What do financial market trends, YouTube cooking tutorials, and your business mentor all have in common?

They are all going to tell you to “trust the process.”

Here at PricingBrew, however, you’ll hear us talking less about trusting the process and more about refining the pricing process.

Every pricing strategy is made up of a series of steps and sub-steps. Each of those steps and sub-steps is a potential opportunity for improvement. And we strongly encourage you to tweak them to maximize your organization’s profitability.

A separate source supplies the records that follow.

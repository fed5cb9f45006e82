//! Inventory API Handlers

use axum::{
    Json,
    extract::{Path, Query, State},
};
use serde::Deserialize;
use shared::models::{
    AdjustRequest, InventoryLevel, InventoryLevelsUpdate, InventoryRecord, RestockRequest,
    StockMovement,
};
use validator::Validate;

use crate::core::ServerState;
use crate::db::repository::{InventoryRepository, MovementRepository};
use crate::identity::CurrentActor;
use crate::utils::{AppError, AppResult};

const DEFAULT_MOVEMENT_LIMIT: i64 = 100;

/// GET /api/inventory - all stock levels joined with product data
pub async fn list(State(state): State<ServerState>) -> AppResult<Json<Vec<InventoryLevel>>> {
    let repo = InventoryRepository::new(state.db.pool.clone());
    let levels = repo.find_all().await?;
    Ok(Json(levels))
}

/// GET /api/inventory/low-stock - products at or below their reorder level
pub async fn low_stock(State(state): State<ServerState>) -> AppResult<Json<Vec<InventoryLevel>>> {
    let repo = InventoryRepository::new(state.db.pool.clone());
    let levels = repo.find_low_stock().await?;
    Ok(Json(levels))
}

/// GET /api/inventory/{product_id}
pub async fn get_by_product(
    State(state): State<ServerState>,
    Path(product_id): Path<i64>,
) -> AppResult<Json<InventoryRecord>> {
    let repo = InventoryRepository::new(state.db.pool.clone());
    let record = repo
        .find_by_product(product_id)
        .await?
        .ok_or_else(|| AppError::not_found(format!("Inventory for product {}", product_id)))?;
    Ok(Json(record))
}

/// PUT /api/inventory/{product_id} - update thresholds/location (not quantity)
pub async fn update_levels(
    State(state): State<ServerState>,
    Path(product_id): Path<i64>,
    _actor: CurrentActor,
    Json(payload): Json<InventoryLevelsUpdate>,
) -> AppResult<Json<InventoryRecord>> {
    payload.validate().map_err(AppError::from)?;
    let repo = InventoryRepository::new(state.db.pool.clone());
    let record = repo.update_levels(product_id, &payload).await?;
    Ok(Json(record))
}

/// POST /api/inventory/{product_id}/restock
pub async fn restock(
    State(state): State<ServerState>,
    Path(product_id): Path<i64>,
    actor: CurrentActor,
    Json(payload): Json<RestockRequest>,
) -> AppResult<Json<InventoryRecord>> {
    let record = state.stock.restock(product_id, payload, &actor.0).await?;
    Ok(Json(record))
}

/// POST /api/inventory/{product_id}/adjust
pub async fn adjust(
    State(state): State<ServerState>,
    Path(product_id): Path<i64>,
    actor: CurrentActor,
    Json(payload): Json<AdjustRequest>,
) -> AppResult<Json<InventoryRecord>> {
    let record = state.stock.adjust(product_id, payload, &actor.0).await?;
    Ok(Json(record))
}

#[derive(Debug, Deserialize)]
pub struct MovementsQuery {
    pub limit: Option<i64>,
}

/// GET /api/inventory/movements - most recent movements across all products
pub async fn recent_movements(
    State(state): State<ServerState>,
    Query(query): Query<MovementsQuery>,
) -> AppResult<Json<Vec<StockMovement>>> {
    let repo = MovementRepository::new(state.db.pool.clone());
    let limit = query.limit.unwrap_or(DEFAULT_MOVEMENT_LIMIT).clamp(1, 1000);
    let movements = repo.find_recent(limit).await?;
    Ok(Json(movements))
}

/// GET /api/inventory/{product_id}/movements - audit trail, newest first
pub async fn movements(
    State(state): State<ServerState>,
    Path(product_id): Path<i64>,
    Query(query): Query<MovementsQuery>,
) -> AppResult<Json<Vec<StockMovement>>> {
    let repo = MovementRepository::new(state.db.pool.clone());
    let limit = query.limit.unwrap_or(DEFAULT_MOVEMENT_LIMIT).clamp(1, 1000);
    let movements = repo.find_by_product(product_id, limit).await?;
    Ok(Json(movements))
}
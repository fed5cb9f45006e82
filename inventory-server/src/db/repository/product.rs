//! Product Repository

use super::{BaseRepository, RepoError, RepoResult};
use chrono::{DateTime, Utc};
use shared::models::{Product, ProductCreate, ProductUpdate};
use sqlx::{SqliteConnection, SqlitePool};

const PRODUCT_COLUMNS: &str =
    "id, name, category, supplier, cost_price, sell_price, sku, image, created_at, updated_at";

#[derive(Clone)]
pub struct ProductRepository {
    base: BaseRepository,
}

impl ProductRepository {
    pub fn new(pool: SqlitePool) -> Self {
        Self {
            base: BaseRepository::new(pool),
        }
    }

    /// Find all products ordered by name
    pub async fn find_all(&self) -> RepoResult<Vec<Product>> {
        let products = sqlx::query_as::<_, Product>(&format!(
            "SELECT {PRODUCT_COLUMNS} FROM products ORDER BY name"
        ))
        .fetch_all(self.base.pool())
        .await?;
        Ok(products)
    }

    pub async fn find_by_id(&self, id: i64) -> RepoResult<Option<Product>> {
        let product = sqlx::query_as::<_, Product>(&format!(
            "SELECT {PRODUCT_COLUMNS} FROM products WHERE id = ?"
        ))
        .bind(id)
        .fetch_optional(self.base.pool())
        .await?;
        Ok(product)
    }

    pub async fn find_by_sku(&self, sku: &str) -> RepoResult<Option<Product>> {
        let product = sqlx::query_as::<_, Product>(&format!(
            "SELECT {PRODUCT_COLUMNS} FROM products WHERE sku = ?"
        ))
        .bind(sku)
        .fetch_optional(self.base.pool())
        .await?;
        Ok(product)
    }

    /// Insert a product row inside a caller-owned transaction, returning its id
    pub async fn insert(
        conn: &mut SqliteConnection,
        data: &ProductCreate,
        now: DateTime<Utc>,
    ) -> RepoResult<i64> {
        let result = sqlx::query(
            "INSERT INTO products (name, category, supplier, cost_price, sell_price, sku, image, created_at, updated_at) \
             VALUES (?, ?, ?, ?, ?, ?, ?, ?, ?)",
        )
        .bind(&data.name)
        .bind(&data.category)
        .bind(data.supplier.as_deref())
        .bind(data.cost_price)
        .bind(data.sell_price)
        .bind(&data.sku)
        .bind(data.image.as_deref())
        .bind(now)
        .bind(now)
        .execute(conn)
        .await
        .map_err(|e| match RepoError::from(e) {
            RepoError::Duplicate(_) => {
                RepoError::Duplicate(format!("SKU '{}' already exists", data.sku))
            }
            other => other,
        })?;
        Ok(result.last_insert_rowid())
    }

    /// Update descriptive fields; identity (id, sku) is immutable
    pub async fn update(&self, id: i64, data: &ProductUpdate) -> RepoResult<Product> {
        // Build dynamic SET clauses, binding only the provided fields
        let mut sets: Vec<&str> = Vec::new();
        if data.name.is_some() {
            sets.push("name = ?");
        }
        if data.category.is_some() {
            sets.push("category = ?");
        }
        if data.supplier.is_some() {
            sets.push("supplier = ?");
        }
        if data.cost_price.is_some() {
            sets.push("cost_price = ?");
        }
        if data.sell_price.is_some() {
            sets.push("sell_price = ?");
        }
        if data.image.is_some() {
            sets.push("image = ?");
        }

        if sets.is_empty() {
            // No fields to update
            return self
                .find_by_id(id)
                .await?
                .ok_or_else(|| RepoError::NotFound(format!("Product {} not found", id)));
        }
        sets.push("updated_at = ?");

        let sql = format!("UPDATE products SET {} WHERE id = ?", sets.join(", "));
        let mut query = sqlx::query(&sql);
        if let Some(v) = &data.name {
            query = query.bind(v);
        }
        if let Some(v) = &data.category {
            query = query.bind(v);
        }
        if let Some(v) = &data.supplier {
            query = query.bind(v);
        }
        if let Some(v) = data.cost_price {
            query = query.bind(v);
        }
        if let Some(v) = data.sell_price {
            query = query.bind(v);
        }
        if let Some(v) = &data.image {
            query = query.bind(v);
        }
        query = query.bind(Utc::now()).bind(id);

        let result = query.execute(self.base.pool()).await?;
        if result.rows_affected() == 0 {
            return Err(RepoError::NotFound(format!("Product {} not found", id)));
        }

        self.find_by_id(id)
            .await?
            .ok_or_else(|| RepoError::NotFound(format!("Product {} not found", id)))
    }

    /// Hard delete a product (its inventory row cascades)
    ///
    /// Products with recorded sales or movements are protected by foreign
    /// keys; the violation surfaces as a conflict.
    pub async fn delete(&self, id: i64) -> RepoResult<()> {
        let result = sqlx::query("DELETE FROM products WHERE id = ?")
            .bind(id)
            .execute(self.base.pool())
            .await
            .map_err(|e| match RepoError::from(e) {
                RepoError::Conflict(_) => RepoError::Conflict(format!(
                    "Product {} has recorded history and cannot be deleted",
                    id
                )),
                other => other,
            })?;
        if result.rows_affected() == 0 {
            return Err(RepoError::NotFound(format!("Product {} not found", id)));
        }
        Ok(())
    }
}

But sometimes those tweaks go awry. In fact, we’ve had the opportunity to see quite a few companies whose pricing strategy improvement efforts went catastrophically wrong. Often, those teams made one of the five biggest pricing strategy mistakes:

  1. Making a business case for tactical automation based on a strategic improvement. Just like buying Excel doesn’t make you a data scientist, buying an automation tool isn’t going to make you a pricing strategist. Automation is a tactical tool, not a replacement for strategy. And promising management that a new tool will lead to strategic gains is a recipe for disaster.
  2. Expecting automation to take the place of process development. Automation isn’t going to create a pricing strategy for you. You need to have a strategy before you can automate it. You can’t circumvent the need for strategic development.
  3. Addressing symptoms instead of true root-causes. It’s all too common for a company’s pricing strategies to become a jumbled mess over time. Why? Because they create new strategies instead of dealing with underlying problems. For example, if your pricing isn’t competitive, don’t just create a new strategy for pricing adjustment. Instead, you need to figure out why your pricing is off and work on that.
  4. Adding more resources to address a poorly designed pricing strategy. Adding more team members to a flawed strategy isn’t going to make the strategy any better. In fact, it’s just the opposite. More team members are just going to make things even more complex. Again, make sure you are addressing the root cause of your problem, which in this case is a poor strategy.
  5. Focusing too much on personal pain points with little business value. Just because a particular step in the pricing process annoys you doesn’t mean that’s where you should focus your efforts. Maybe you dislike a particular aspect of the market research or maybe the team finds the data analysis tedious. Updating those things isn’t necessarily the best use of your time. Instead, take a step back and see if your annoyance is related to a larger issue. Often, addressing the larger issue yields excellent business results while also improving the things you find irritating.

If reading about the wrong way to do pricing strategy improvement has whetted your appetite for learning more about the right way, check out the full webinar on Pricing Process Improvement. You’ll find additional tips in Optimizing Pricing Operations.

Your pricing team members are likely going to be trusting the pricing strategy that you give them. You owe it to them to make sure that strategy is as effective as it can be.